Die relative Stärke der Erwerbsloseninitiativen Mitte der 2000er Jahre resultierte unzweifelhaft aus der großen Unzufriedenheit der ArbeitslosengeldbezieherInnen in Verbindung mit einer nicht gesetzeskonformen Praxis des AMS, die verhältnismäßig leicht angreifbar war. Allerdings ist die Selbstorganisation von Erwerbslosen im Allgemeinen nicht leicht zu bewerkstelligen. Die Gründe liegen auf der Hand: Arbeitslosigkeit ist kaum je ein Dauerzustand – ganz im Gegenteil. Und selbst Personen aus Sparten bzw. Segmenten des Arbeitsmarkts, die aufgrund strukturell kurzfristiger Beschäftigungen relativ häufig am AMS stehen, sehen den AMS-Bezug eher als Durchgangs-, denn als Lebensphase, während der eine Organisierung und Kollektivierung von Interessen Sinn machen würde. Entsprechend wenig AktivistInnen gibt es.
Selbstorganisierungspraxen sind jedoch eine Voraussetzung nicht bloß für die wirkmächtige Artikulation und Durchsetzung von Interessen, sondern auch für demokratische Prozesse der Willensbildung und Entscheidungsfindung, die auf der unmittelbaren Partizipation der Betroffenen basieren. Erwerbsloseninitiativen sind deshalb integraler Bestandteil einer funktionierenden Demokratie im Bereich der Arbeitsmarkt- und Sozialhilfepolitik und müssen – ob in aktiver oder passiver Form – unterstützt werden. Darüber hinaus bieten viele dieser Initiativen auch Beratung und Wissen, das in anderen Zusammenhängen kaum zu finden ist (Kontaktadressen u. a. in den Materialien, ausführlicher dazu im Text von Markus Griesser in dieser Broschüre).
Conclusio
Die aktuelle Situation sowohl die Arbeitslosenversicherungsgesetze als auch das AMS betreffend ist in vielen Details untragbar und wenig transparent.

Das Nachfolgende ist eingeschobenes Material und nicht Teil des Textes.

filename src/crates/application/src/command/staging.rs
//! Local staging of upload content. Every guard here follows the same
//! discipline: the artifact is removed when the guard drops, so both
//! the success path and every error path leave the temp filesystem
//! clean.

use crate::error::AppError;
use log::warn;
use model::metadata::NftMetadata;
use model::uri::METADATA_FILE;
use std::path::{Path, PathBuf};

/// Temp-artifact name that cannot collide across in-flight requests.
pub fn unique_name(original: &str) -> String {
    format!("{}-{}", uuid::Uuid::new_v4(), original)
}

/// Names get joined into guard-owned directories; anything that could
/// resolve outside of them is rejected.
fn check_file_name(name: &str) -> Result<(), AppError> {
    let plain = !name.is_empty() && !name.contains(['/', '\\']) && name != "." && name != "..";
    if plain {
        Ok(())
    } else {
        Err(AppError::InvalidInput(format!("Invalid file name: {name}")))
    }
}

/// Staging directory owned by exactly one in-flight request.
pub struct StagedFolder {
    path: PathBuf,
}

impl StagedFolder {
    /// Create the directory under `root`. `dir_name` must be unique per
    /// request (see [`unique_name`]); an existing directory is reused.
    pub async fn create(root: &Path, dir_name: &str) -> Result<Self, AppError> {
        let path = root.join(dir_name);
        tokio::fs::create_dir_all(&path).await?;
        Ok(Self { path })
    }

    pub fn path(&self) -> &Path {
        &self.path
    }

    /// Copy track and cover into the staging directory under the given
    /// names. The two copies run concurrently.
    pub async fn stage_pair(
        &self,
        track: &Path,
        track_name: &str,
        cover: &Path,
        cover_name: &str,
    ) -> Result<(), AppError> {
        check_file_name(track_name)?;
        check_file_name(cover_name)?;
        let (track_copy, cover_copy) = tokio::join!(
            tokio::fs::copy(track, self.path.join(track_name)),
            tokio::fs::copy(cover, self.path.join(cover_name)),
        );
        track_copy?;
        cover_copy?;
        Ok(())
    }

    /// Write `metadata.json` into the staging directory, silently
    /// overwriting a leftover one from a prior failed run.
    pub async fn write_metadata(&self, metadata: &NftMetadata) -> Result<(), AppError> {
        let body = serde_json::to_vec_pretty(metadata)?;
        tokio::fs::write(self.path.join(METADATA_FILE), body).await?;
        Ok(())
    }
}

impl Drop for StagedFolder {
    fn drop(&mut self) {
        if let Err(e) = std::fs::remove_dir_all(&self.path) {
            if e.kind() != std::io::ErrorKind::NotFound {
                warn!(
                    "failed to remove staging directory {}: {}",
                    self.path.display(),
                    e
                );
            }
        }
    }
}

/// `metadata.json` written into a caller-owned folder. Only the file is
/// removed on drop, never the caller's directory.
pub struct StagedMetadataFile {
    path: PathBuf,
}

impl StagedMetadataFile {
    pub async fn write(folder: &Path, metadata: &NftMetadata) -> Result<Self, AppError> {
        let path = folder.join(METADATA_FILE);
        let body = serde_json::to_vec_pretty(metadata)?;
        tokio::fs::write(&path, body).await?;
        Ok(Self { path })
    }

    pub fn path(&self) -> &Path {
        &self.path
    }
}

impl Drop for StagedMetadataFile {
    fn drop(&mut self) {
        if let Err(e) = std::fs::remove_file(&self.path) {
            if e.kind() != std::io::ErrorKind::NotFound {
                warn!("failed to remove {}: {}", self.path.display(), e);
            }
        }
    }
}

/// One uploaded file spilled to the local temp filesystem by the HTTP
/// surface.
#[derive(Debug)]
pub struct TempUpload {
    path: PathBuf,
}

impl TempUpload {
    pub async fn write(dir: &Path, file_name: &str, data: &[u8]) -> Result<Self, AppError> {
        check_file_name(file_name)?;
        let path = dir.join(file_name);
        tokio::fs::write(&path, data).await?;
        Ok(Self { path })
    }

    pub fn path(&self) -> &Path {
        &self.path
    }
}

impl Drop for TempUpload {
    fn drop(&mut self) {
        if let Err(e) = std::fs::remove_file(&self.path) {
            if e.kind() != std::io::ErrorKind::NotFound {
                warn!("failed to remove temp file {}: {}", self.path.display(), e);
            }
        }
    }
}

#[cfg(test)]
mod tests {
    use super::*;
    use model::metadata::NftMetadata;
    use tempfile::TempDir;

    fn metadata() -> NftMetadata {
        NftMetadata {
            name: "n".to_string(),
            description: "d".to_string(),
            image: "cover.png".to_string(),
            music: "track.mp3".to_string(),
            external_url: None,
            attributes: vec![],
        }
    }

    #[tokio::test]
    async fn staged_folder_is_removed_on_drop() {
        let root = TempDir::new().unwrap();
        let track = root.path().join("song.mp3");
        let cover = root.path().join("art.png");
        tokio::fs::write(&track, b"audio").await.unwrap();
        tokio::fs::write(&cover, b"image").await.unwrap();

        let staged_path;
        {
            let staged = StagedFolder::create(root.path(), "nft-1").await.unwrap();
            staged
                .stage_pair(&track, "track.mp3", &cover, "cover.png")
                .await
                .unwrap();
            staged.write_metadata(&metadata()).await.unwrap();
            staged_path = staged.path().to_path_buf();
            assert!(staged_path.join("track.mp3").exists());
            assert!(staged_path.join("cover.png").exists());
            assert!(staged_path.join(METADATA_FILE).exists());
        }
        assert!(!staged_path.exists());
        // originals are untouched
        assert!(track.exists());
        assert!(cover.exists());
    }

    #[tokio::test]
    async fn write_metadata_overwrites_a_leftover_document() {
        let root = TempDir::new().unwrap();
        let staged = StagedFolder::create(root.path(), "nft-2").await.unwrap();
        tokio::fs::write(staged.path().join(METADATA_FILE), b"stale")
            .await
            .unwrap();

        staged.write_metadata(&metadata()).await.unwrap();
        let body = tokio::fs::read_to_string(staged.path().join(METADATA_FILE))
            .await
            .unwrap();
        assert!(body.contains("track.mp3"));
    }

    #[tokio::test]
    async fn staged_metadata_file_leaves_the_folder_behind() {
        let folder = TempDir::new().unwrap();
        tokio::fs::write(folder.path().join("track.mp3"), b"audio")
            .await
            .unwrap();

        {
            let staged = StagedMetadataFile::write(folder.path(), &metadata())
                .await
                .unwrap();
            assert!(staged.path().exists());
        }
        assert!(!folder.path().join(METADATA_FILE).exists());
        assert!(folder.path().join("track.mp3").exists());
    }

    #[tokio::test]
    async fn temp_upload_is_removed_on_drop() {
        let dir = TempDir::new().unwrap();
        let path;
        {
            let temp = TempUpload::write(dir.path(), "song.mp3", b"audio")
                .await
                .unwrap();
            path = temp.path().to_path_buf();
            assert!(path.exists());
        }
        assert!(!path.exists());
    }

    #[tokio::test]
    async fn names_with_path_separators_are_rejected() {
        let root = TempDir::new().unwrap();
        let track = root.path().join("song.mp3");
        let cover = root.path().join("art.png");
        tokio::fs::write(&track, b"audio").await.unwrap();
        tokio::fs::write(&cover, b"image").await.unwrap();

        let staged = StagedFolder::create(root.path(), "nft-4").await.unwrap();
        let err = staged
            .stage_pair(&track, "../escape.mp3", &cover, "cover.png")
            .await
            .unwrap_err();
        assert!(matches!(err, AppError::InvalidInput(_)));
        assert!(!root.path().join("escape.mp3").exists());

        let err = TempUpload::write(root.path(), "a/b.mp3", b"x")
            .await
            .unwrap_err();
        assert!(matches!(err, AppError::InvalidInput(_)));
        let err = TempUpload::write(root.path(), "..", b"x").await.unwrap_err();
        assert!(matches!(err, AppError::InvalidInput(_)));
    }

    #[test]
    fn unique_names_do_not_collide() {
        let a = unique_name("song.mp3");
        let b = unique_name("song.mp3");
        assert_ne!(a, b);
        assert!(a.ends_with("song.mp3"));
    }
}
pub mod command;
pub mod error;
pub mod shared;
use crate::error::AppError;
use async_trait::async_trait;
use std::path::PathBuf;

/// Probes the duration of an audio stream on the local filesystem.
#[async_trait]
pub trait AudioDurationReader: Send + Sync {
    async fn duration_secs(&self, path: PathBuf) -> Result<f64, AppError>;
}
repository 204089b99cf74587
use application::shared::TokenIdGenerator;
use uuid::Uuid;

/// Random token identifiers for uploads that do not carry one.
#[derive(Debug, Default, Clone)]
pub struct UuidTokenIdGenerator;

impl UuidTokenIdGenerator {
    pub fn new() -> Self {
        Self
    }
}

impl TokenIdGenerator for UuidTokenIdGenerator {
    fn generate(&self) -> String {
        Uuid::new_v4().to_string()
    }
}
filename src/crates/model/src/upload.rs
//! Upload result payloads. These are shaped for the wire and
//! serialized as-is by the HTTP layer; nothing is persisted
//! server-side, the pinning provider is the system of record.

use crate::metadata::NftMetadata;
use serde::Serialize;

/// Result of a single-file upload.
#[derive(Debug, Clone, Serialize)]
#[serde(rename_all = "camelCase")]
pub struct FileUploadResult {
    pub cid: String,
    pub ipfs_url: String,
    pub gateway_url: String,
}

#[derive(Debug, Clone, Serialize)]
pub struct FolderFileEntry {
    pub name: String,
    pub url: String,
}

/// Result of uploading a directory as one folder address.
#[derive(Debug, Clone, Serialize)]
#[serde(rename_all = "camelCase")]
pub struct FolderUploadResult {
    pub folder_cid: String,
    pub folder_url: String,
    pub gateway_url: String,
    pub files: Vec<FolderFileEntry>,
    pub folder_name: String,
}

#[derive(Debug, Clone, Serialize)]
pub struct PairFileNames {
    pub track: String,
    pub cover: String,
}

/// Track and cover staged into one folder, with per-file URLs.
#[derive(Debug, Clone, Serialize)]
#[serde(rename_all = "camelCase")]
pub struct TrackCoverFolderResult {
    pub folder_cid: String,
    pub folder_url: String,
    pub gateway_url: String,
    pub track_url: String,
    pub cover_url: String,
    pub files: PairFileNames,
}

/// Folder upload plus a separately uploaded `metadata.json` that
/// references the folder address.
#[derive(Debug, Clone, Serialize)]
#[serde(rename_all = "camelCase")]
pub struct FolderWithMetadataResult {
    #[serde(flatten)]
    pub folder: FolderUploadResult,
    pub metadata: NftMetadata,
    pub metadata_cid: String,
    pub metadata_url: String,
    pub metadata_gateway_url: String,
}

#[derive(Debug, Clone, Serialize)]
#[serde(rename_all = "camelCase")]
pub struct TrackCoverWithMetadataResult {
    #[serde(flatten)]
    pub folder: TrackCoverFolderResult,
    pub metadata: NftMetadata,
    pub metadata_cid: String,
    pub metadata_url: String,
    pub metadata_gateway_url: String,
}

#[derive(Debug, Clone, Serialize)]
pub struct NftFileNames {
    pub track: String,
    pub cover: String,
    pub metadata: String,
}

/// Full bundle of the compound auto-metadata flow: one folder address
/// covering track, cover and `metadata.json`.
#[derive(Debug, Clone, Serialize)]
#[serde(rename_all = "camelCase")]
pub struct NftUploadResult {
    pub token_id: String,
    pub folder_name: String,
    pub folder_cid: String,
    pub folder_url: String,
    pub gateway_url: String,
    pub metadata: NftMetadata,
    pub metadata_url: String,
    pub track_url: String,
    pub cover_url: String,
    pub files: NftFileNames,
}
/// Source of token identifiers for the compound upload flow.
pub trait TokenIdGenerator: Send + Sync {
    fn generate(&self) -> String;
}

/// Creation timestamp recorded in auto-generated metadata.
pub fn current_timestamp() -> String {
    chrono::Utc::now().to_rfc3339()
}
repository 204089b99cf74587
pub mod config;
pub mod file_type;
pub mod id_generator;
pub mod metadata;
pub mod pinning;

pub use config::AppConfigImpl;
pub use id_generator::UuidTokenIdGenerator;
pub use metadata::duration::SymphoniaDurationReader;
pub use pinning::storacha::StorachaClient;
use crate::error::ApiError;
use actix_multipart::{Multipart, MultipartError};
use bytes::BytesMut;
use futures::TryStreamExt;
use std::collections::HashMap;

/// One file carried by a multipart request, fully buffered.
pub struct UploadedFile {
    pub file_name: String,
    pub data: BytesMut,
}

/// Parsed multipart form: file parts keyed by part name, text parts
/// collected as plain fields.
#[derive(Default)]
pub struct UploadForm {
    files: HashMap<String, UploadedFile>,
    fields: HashMap<String, String>,
}

impl UploadForm {
    pub async fn read(payload: &mut Multipart, max_file_size: usize) -> Result<Self, ApiError> {
        let mut form = UploadForm::default();

        loop {
            let mut field = match payload.try_next().await {
                Ok(Some(field)) => field,
                Ok(None) => break,
                // a body carrying no parts at all surfaces as an
                // incomplete stream; the handlers report which part is
                // missing, so treat it as an empty form
                Err(MultipartError::Incomplete) => break,
                Err(e) => {
                    return Err(ApiError::bad_request(format!(
                        "Malformed multipart payload: {e}"
                    )))
                }
            };
            let disposition = field.content_disposition();
            let part_name = disposition.get_name().unwrap_or_default().to_string();
            let file_name = disposition.get_filename().map(str::to_string);

            let mut data = BytesMut::new();
            while let Some(chunk) = field
                .try_next()
                .await
                .map_err(|e| ApiError::bad_request(format!("Malformed multipart payload: {e}")))?
            {
                if data.len() + chunk.len() > max_file_size {
                    return Err(ApiError::bad_request(format!(
                        "File too large: the limit is {max_file_size} bytes"
                    )));
                }
                data.extend_from_slice(&chunk);
            }

            match file_name {
                Some(file_name) => {
                    form.files
                        .insert(part_name, UploadedFile { file_name, data });
                }
                None => {
                    let value = String::from_utf8_lossy(&data).to_string();
                    form.fields.insert(part_name, value);
                }
            }
        }

        Ok(form)
    }

    pub fn file(&self, name: &str) -> Option<&UploadedFile> {
        self.files.get(name)
    }

    pub fn field(&self, name: &str) -> Option<&str> {
        self.fields.get(name).map(String::as_str)
    }

    pub fn require_file(&self, name: &str, error: &str) -> Result<&UploadedFile, ApiError> {
        self.file(name).ok_or_else(|| ApiError::bad_request(error))
    }

    pub fn require_field(&self, name: &str) -> Result<&str, ApiError> {
        self.field(name)
            .filter(|v| !v.is_empty())
            .ok_or_else(|| ApiError::bad_request(format!("{name} is required")))
    }
}
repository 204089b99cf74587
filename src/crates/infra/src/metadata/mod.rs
pub mod duration;
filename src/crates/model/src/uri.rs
//! Token-URI derivation. Pure string shaping, no I/O.

pub const IPFS_SCHEME: &str = "ipfs://";
pub const METADATA_FILE: &str = "metadata.json";

/// Native URI of a content address.
pub fn ipfs_url(cid: &str) -> String {
    format!("{IPFS_SCHEME}{cid}")
}

/// Native URI of a named file inside a folder address.
pub fn file_url(cid: &str, name: &str) -> String {
    format!("{IPFS_SCHEME}{cid}/{name}")
}

/// The address a minted token's metadata is read from. A folder
/// address points at the `metadata.json` inside it, a direct metadata
/// address is used as-is.
pub fn token_uri(cid: &str, is_folder: bool) -> String {
    if is_folder {
        file_url(cid, METADATA_FILE)
    } else {
        ipfs_url(cid)
    }
}

/// Gateway form of a native URI: exactly the leading `ipfs://` is
/// replaced with the gateway base. Anything else passes through
/// unchanged.
pub fn to_gateway(uri: &str, gateway_base: &str) -> String {
    match uri.strip_prefix(IPFS_SCHEME) {
        Some(rest) => format!("{gateway_base}{rest}"),
        None => uri.to_string(),
    }
}
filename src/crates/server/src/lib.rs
pub mod error;
pub mod multipart;
pub mod upload;

use actix_cors::Cors;
use actix_web::{web, HttpResponse, Responder};
use application::command::upload::UploadService;
use infra::config::AppConfigImpl;
use serde_json::json;

pub struct AppState {
    pub app_cfg: AppConfigImpl,
    pub uploads: UploadService,
}

impl AppState {
    pub fn new(app_cfg: AppConfigImpl, uploads: UploadService) -> Self {
        Self { app_cfg, uploads }
    }
}

pub fn cors() -> Cors {
    Cors::default()
        .allow_any_origin()
        .allowed_methods(vec!["GET", "POST", "PATCH", "PUT", "DELETE", "HEAD"])
        .allow_any_header()
        .max_age(3600)
}

async fn health() -> impl Responder {
    HttpResponse::Ok().json(json!({
        "status": "ok",
        "service": "IPFS Upload Service",
    }))
}

pub fn configure_service(svc: &mut web::ServiceConfig) {
    svc.route("/health", web::get().to(health))
        .configure(upload::configure_routes);
}
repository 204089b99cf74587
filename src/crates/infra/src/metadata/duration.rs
use application::command::media::AudioDurationReader;
use application::error::AppError;
use async_trait::async_trait;
use std::fs::File;
use std::path::PathBuf;
use symphonia::core::codecs::CODEC_TYPE_NULL;
use symphonia::core::formats::FormatOptions;
use symphonia::core::io::MediaSourceStream;
use symphonia::core::meta::MetadataOptions;
use symphonia::core::probe::Hint;

/// Duration probe backed by symphonia's container parsers. Only the
/// format headers are read, nothing is decoded.
#[derive(Debug, Default, Clone)]
pub struct SymphoniaDurationReader;

impl SymphoniaDurationReader {
    pub fn new() -> Self {
        Self
    }

    fn probe(path: &PathBuf) -> Result<f64, AppError> {
        let file = File::open(path)?;
        let stream = MediaSourceStream::new(Box::new(file), Default::default());

        let mut hint = Hint::new();
        if let Some(ext) = path.extension().and_then(|e| e.to_str()) {
            hint.with_extension(ext);
        }

        let probed = symphonia::default::get_probe()
            .format(
                &hint,
                stream,
                &FormatOptions::default(),
                &MetadataOptions::default(),
            )
            .map_err(|e| AppError::ParseAudioMetadata(e.to_string()))?;

        let track = probed
            .format
            .tracks()
            .iter()
            .find(|t| t.codec_params.codec != CODEC_TYPE_NULL)
            .ok_or_else(|| AppError::ParseAudioMetadata("no audio track found".to_string()))?;

        match (track.codec_params.time_base, track.codec_params.n_frames) {
            (Some(time_base), Some(frames)) => {
                let time = time_base.calc_time(frames);
                Ok(time.seconds as f64 + time.frac)
            }
            // headers without a frame count (e.g. raw CBR streams)
            _ => Ok(0.0),
        }
    }
}

#[async_trait]
impl AudioDurationReader for SymphoniaDurationReader {
    async fn duration_secs(&self, path: PathBuf) -> Result<f64, AppError> {
        tokio::task::spawn_blocking(move || Self::probe(&path))
            .await
            .map_err(|e| AppError::ParseAudioMetadata(e.to_string()))?
    }
}
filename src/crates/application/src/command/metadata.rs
use model::metadata::{MetadataInput, NftAttribute, NftMetadata};
use model::uri;

/// Builds the canonical metadata document. Pure; malformed optional
/// fields pass through unchanged.
pub struct MetadataBuilder;

impl MetadataBuilder {
    /// Metadata referencing files by absolute `ipfs://<folder>/<file>`
    /// URIs. Used when the folder CID is already known, i.e. when the
    /// document is uploaded separately after the folder.
    pub fn build(
        folder_cid: &str,
        track_file: &str,
        cover_file: &str,
        input: &MetadataInput,
    ) -> NftMetadata {
        Self::assemble(
            uri::file_url(folder_cid, cover_file),
            uri::file_url(folder_cid, track_file),
            input,
        )
    }

    /// Metadata referencing files by bare relative names. Used when the
    /// document is written into the folder before the single folder
    /// upload: the folder CID cannot appear inside a file that
    /// contributes to that CID, and relative names resolve under the
    /// same folder address.
    pub fn build_relative(track_file: &str, cover_file: &str, input: &MetadataInput) -> NftMetadata {
        Self::assemble(cover_file.to_string(), track_file.to_string(), input)
    }

    fn assemble(image: String, music: String, input: &MetadataInput) -> NftMetadata {
        let mut attributes = vec![
            NftAttribute::new("Artist", input.artist.clone()),
            NftAttribute::new("Duration", input.duration.clone()),
            NftAttribute::new("Format", input.format.clone()),
        ];
        attributes.extend(input.custom_attributes.iter().cloned());

        NftMetadata {
            name: input.name.clone(),
            description: input.description.clone(),
            image,
            music,
            external_url: input.external_url.clone(),
            attributes,
        }
    }

    /// "M:SS" display form of a duration in seconds.
    pub fn format_duration(secs: f64) -> String {
        let total = if secs.is_finite() && secs > 0.0 {
            secs as u64
        } else {
            0
        };
        format!("{}:{:02}", total / 60, total % 60)
    }
}
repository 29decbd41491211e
//! CDN work items
//!
//! A [`TaskRecord`] is one pending "publish this rendition" or "remove this
//! object" instruction. Records exist only while work remains: they are
//! created by catalog writers, read by the reconciler, and deleted once
//! applied. They are never updated in place.

use crate::error::{Result, SyncError};
use core_catalog::{AssetId, VariantId};
use serde::{Deserialize, Serialize};
use std::fmt;
use std::str::FromStr;

/// Queue-assigned task identifier
#[derive(
    Debug, Clone, Copy, PartialEq, Eq, Hash, PartialOrd, Ord, Serialize, Deserialize, sqlx::Type,
)]
#[sqlx(transparent)]
pub struct TaskId(pub i64);

impl fmt::Display for TaskId {
    fn fmt(&self, f: &mut fmt::Formatter<'_>) -> fmt::Result {
        write!(f, "{}", self.0)
    }
}

/// Operation a task asks the reconciler to perform
#[derive(Debug, Clone, Copy, PartialEq, Eq, Hash, Serialize, Deserialize)]
#[serde(rename_all = "lowercase")]
pub enum Operation {
    /// Upload the asset's variant to the CDN
    Copy,
    /// Remove an object from the CDN
    Delete,
}

impl Operation {
    /// Convert to the stored text representation
    pub fn as_str(&self) -> &'static str {
        match self {
            Self::Copy => "copy",
            Self::Delete => "delete",
        }
    }
}

impl fmt::Display for Operation {
    fn fmt(&self, f: &mut fmt::Formatter<'_>) -> fmt::Result {
        f.write_str(self.as_str())
    }
}

impl FromStr for Operation {
    type Err = SyncError;

    fn from_str(s: &str) -> Result<Self> {
        match s {
            "copy" => Ok(Self::Copy),
            "delete" => Ok(Self::Delete),
            other => Err(SyncError::UnknownOperation(other.to_string())),
        }
    }
}

/// One outstanding unit of CDN work
#[derive(Debug, Clone, PartialEq, Eq, Serialize, Deserialize)]
pub struct TaskRecord {
    pub id: TaskId,
    pub operation: Operation,
    /// `None` once the asset has been removed from the catalog
    pub asset_id: Option<AssetId>,
    pub variant_id: VariantId,
    /// Full object path on the CDN; may be empty for copy tasks
    pub remote_path: String,
    /// Unix timestamp when enqueued
    pub created_at: i64,
}

impl TaskRecord {
    /// Whether the task names a concrete remote object
    ///
    /// A blank path must never reach the backend's delete: it would address
    /// the bucket root.
    pub fn has_remote_path(&self) -> bool {
        !self.remote_path.trim().is_empty()
    }
}

/// Insert payload for the queue
#[derive(Debug, Clone, PartialEq, Eq)]
pub struct NewTask {
    pub operation: Operation,
    pub asset_id: Option<AssetId>,
    pub variant_id: VariantId,
    pub remote_path: String,
}

impl NewTask {
    /// Publish `variant` of `asset`
    pub fn copy(asset_id: AssetId, variant_id: VariantId) -> Self {
        Self {
            operation: Operation::Copy,
            asset_id: Some(asset_id),
            variant_id,
            remote_path: String::new(),
        }
    }

    /// Unpublish an object, optionally flagging the asset's variant off-CDN
    pub fn delete(
        asset_id: Option<AssetId>,
        variant_id: VariantId,
        remote_path: impl Into<String>,
    ) -> Self {
        Self {
            operation: Operation::Delete,
            asset_id,
            variant_id,
            remote_path: remote_path.into(),
        }
    }
}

Änderungen braucht es sowohl an den Schnittstellen von selbstständigen und unselbstständigen Tätigkeiten als auch in grundlegender Form. Entwicklungen wie die Einführung der sogenannten Mindestsicherung gehen trotz einzelner positiver Aspekte im Großen und Ganzen leider in die entgegengesetzte Richtung: ein Mehr an Workfare mit einer Ausweitung der im Arbeitslosenversicherungsgesetz vorgesehenen finanziellen Sanktionen (Sperren) auch auf die Sozialhilfe, die letzte Bastion der Armutssicherung. Der Kulturrat Österreich hat dazu einen Maßnahmenkatalog entwickelt, der in einer Zusammenfassung auf der Rückseite dieser Broschüre zu finden ist.
Die vorliegende Broschüre widmet sich vor allem einem: der Information. Aufgrund der Tatsache, dass Informationen nicht in ausreichendem Maße von offizieller Seite verfügbar sind, kann manches des im Folgenden Dargelegten auch nicht „der Weisheit letzter Schluss“ sein. Die enthaltenen Informationen wurden aber in rechtlicher Hinsicht mit dem bm:ask abgestimmt und sollten daher zumindest ausreichen, um die beschriebenen aktuellen Regelungen deutlich zu machen, und gegebenenfalls als Argumentationsgrundlage zur Durchsetzung von Ansprüchen dienen. Verbesserungen in der Praxis des AMS sind immer möglich – nicht zuletzt aufgrund engagierter MitarbeiterInnen innerhalb des AMS.